Who does not remember visiting, as a child, a Natural History Museum?
Before TV shows, tablets and smart phones, the Natural History Museum was the place to discover and learn about all the fauna and flora of the Planet. Entering the Natural History Museum was like crossing a magic portal and traveling to remote and unknown places. A journey in space and time made of dinosaur’s skeletons, strange fish and fossils, bizarre plants and animals of all kind. Visiting the Museum was the way to achieve a knowledge regarding natural history and particularly to feed our imagination about our Planet and its transformation.
In 2015 the University of Porto started renewing the building that host the Natural History Museum of the city. The Museum is not famous like the ones in London, New York or Milan however it has a large and important collection.
The Museum was founded in 1996 and it had its facilities in the historical building of the University of Porto where also the rectory is located. The most important collections are the ones of Portuguese molluscs, insects and birds; in addition it has an important collection of birds and mammals coming from African and South Americans countries.

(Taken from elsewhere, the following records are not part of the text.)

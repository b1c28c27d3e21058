#![forbid(unsafe_code)]

//! Git operations the dashboard can run.
//!
//! Each entry maps to one `git` invocation in the configured repository.
//! Commands run on a worker thread through [`Action`]; the UI only ever sees
//! the one-line summary or the failure text.

use std::fmt;
use std::path::{Path, PathBuf};
use std::process::{Command, Stdio};

use gitdash_panels::{Action, ActionError, ActionResult};

/// Operations offered on the dashboard, in display order.
#[derive(Debug, Clone, Copy, PartialEq, Eq, Hash)]
pub enum GitOp {
    Status,
    Fetch,
    Pull,
    Push,
    Commit,
    Stash,
    Discard,
}

impl GitOp {
    pub const ALL: [GitOp; 7] = [
        GitOp::Status,
        GitOp::Fetch,
        GitOp::Pull,
        GitOp::Push,
        GitOp::Commit,
        GitOp::Stash,
        GitOp::Discard,
    ];

    #[must_use]
    pub const fn label(self) -> &'static str {
        match self {
            GitOp::Status => "status",
            GitOp::Fetch => "fetch",
            GitOp::Pull => "pull",
            GitOp::Push => "push",
            GitOp::Commit => "commit",
            GitOp::Stash => "stash",
            GitOp::Discard => "discard",
        }
    }

    /// One-line description for the action list.
    #[must_use]
    pub const fn description(self) -> &'static str {
        match self {
            GitOp::Status => "show working tree status",
            GitOp::Fetch => "fetch all remotes",
            GitOp::Pull => "pull the current branch",
            GitOp::Push => "push the current branch",
            GitOp::Commit => "commit staged changes",
            GitOp::Stash => "stash local changes",
            GitOp::Discard => "discard all unstaged changes",
        }
    }

    /// Whether the operation throws away work and needs confirmation.
    #[must_use]
    pub const fn is_destructive(self) -> bool {
        matches!(self, GitOp::Discard | GitOp::Stash)
    }

    /// Whether the operation needs a message from the user first.
    #[must_use]
    pub const fn needs_message(self) -> bool {
        matches!(self, GitOp::Commit)
    }

    fn args(self, message: Option<&str>) -> Vec<String> {
        let fixed: &[&str] = match self {
            GitOp::Status => &["status", "--short", "--branch"],
            GitOp::Fetch => &["fetch", "--all", "--prune"],
            GitOp::Pull => &["pull", "--ff-only"],
            GitOp::Push => &["push"],
            GitOp::Commit => &["commit"],
            GitOp::Stash => &["stash", "push"],
            GitOp::Discard => &["checkout", "--", "."],
        };
        let mut args: Vec<String> = fixed.iter().map(|s| (*s).to_owned()).collect();
        if let Some(message) = message {
            args.push("-m".to_owned());
            args.push(message.to_owned());
        }
        args
    }
}

impl fmt::Display for GitOp {
    fn fmt(&self, f: &mut fmt::Formatter<'_>) -> fmt::Result {
        f.write_str(self.label())
    }
}

/// One `git` invocation.
#[derive(Debug, Clone, PartialEq, Eq)]
pub struct GitCommand {
    op: GitOp,
    repo: PathBuf,
    message: Option<String>,
    program: String,
}

impl GitCommand {
    #[must_use]
    pub fn new(op: GitOp, repo: impl Into<PathBuf>) -> Self {
        Self {
            op,
            repo: repo.into(),
            message: None,
            program: "git".to_owned(),
        }
    }

    /// Attach a commit message.
    #[must_use]
    pub fn with_message(mut self, message: impl Into<String>) -> Self {
        self.message = Some(message.into());
        self
    }

    /// Run a different executable in place of `git`.
    #[must_use]
    pub fn with_program(mut self, program: impl Into<String>) -> Self {
        self.program = program.into();
        self
    }

    #[must_use]
    pub fn op(&self) -> GitOp {
        self.op
    }

    #[must_use]
    pub fn repo(&self) -> &Path {
        &self.repo
    }

    /// Arguments passed after `-C <repo>`.
    #[must_use]
    pub fn args(&self) -> Vec<String> {
        self.op.args(self.message.as_deref())
    }

    fn command(&self) -> Command {
        let mut cmd = Command::new(&self.program);
        cmd.arg("-C")
            .arg(&self.repo)
            .args(self.args())
            .stdin(Stdio::null())
            .stdout(Stdio::piped())
            .stderr(Stdio::piped());
        cmd
    }
}

impl Action for GitCommand {
    fn label(&self) -> String {
        self.op.label().to_owned()
    }

    fn run(self: Box<Self>) -> ActionResult {
        tracing::debug!(op = %self.op, repo = %self.repo.display(), "running git");
        let output = self
            .command()
            .output()
            .map_err(|e| ActionError::new(format!("could not run {}: {e}", self.program)))?;
        let stdout = String::from_utf8_lossy(&output.stdout);
        let stderr = String::from_utf8_lossy(&output.stderr);
        if output.status.success() {
            Ok(summarize(&stdout, &stderr, self.op))
        } else {
            let text = if stderr.trim().is_empty() {
                stdout.trim()
            } else {
                stderr.trim()
            };
            let message = if text.is_empty() {
                format!("{} failed", self.op)
            } else {
                text.to_owned()
            };
            let err = ActionError::new(message);
            Err(match output.status.code() {
                Some(code) => err.with_exit_code(code),
                None => err,
            })
        }
    }
}

/// First meaningful line of a successful run.
fn summarize(stdout: &str, stderr: &str, op: GitOp) -> String {
    stdout
        .lines()
        .chain(stderr.lines())
        .map(str::trim)
        .find(|line| !line.is_empty())
        .map_or_else(|| format!("{op}: done"), str::to_owned)
}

The Natural history Museum has also an archive of around 700 samples of minerals and, resulting from national and foreign findings from different historical periods, pieces of lithic industries as well as pieces related to funeral ceremonies from Portugal and the rest of the World.
In the last years a complex and large renovation of the Museum has been carried on and its estimated reopening will be in 2017 (Museum site).
In order to renovate the space, the exhibition rooms were dismissed and all the animals and objects belonging to the collection were wrapped up to be protected and stored in a new space.
During this transitions phase the equilibrium and the magic of the Museum changed: the animals and the objects gained a new and bizarre life. Displaced from their defined position and out from the staged environment created for the display, they became strange objects, weird creatures inhabiting the space abandoned by the guards of the buildings.
Documenting the restoration of the Natural History Museum it is not only a way to record its transformation, but offers the possibility to present an unusual visual journey populated by new and unexpected objects and creatures, displaying an unconventional journey within the Museum’s collection.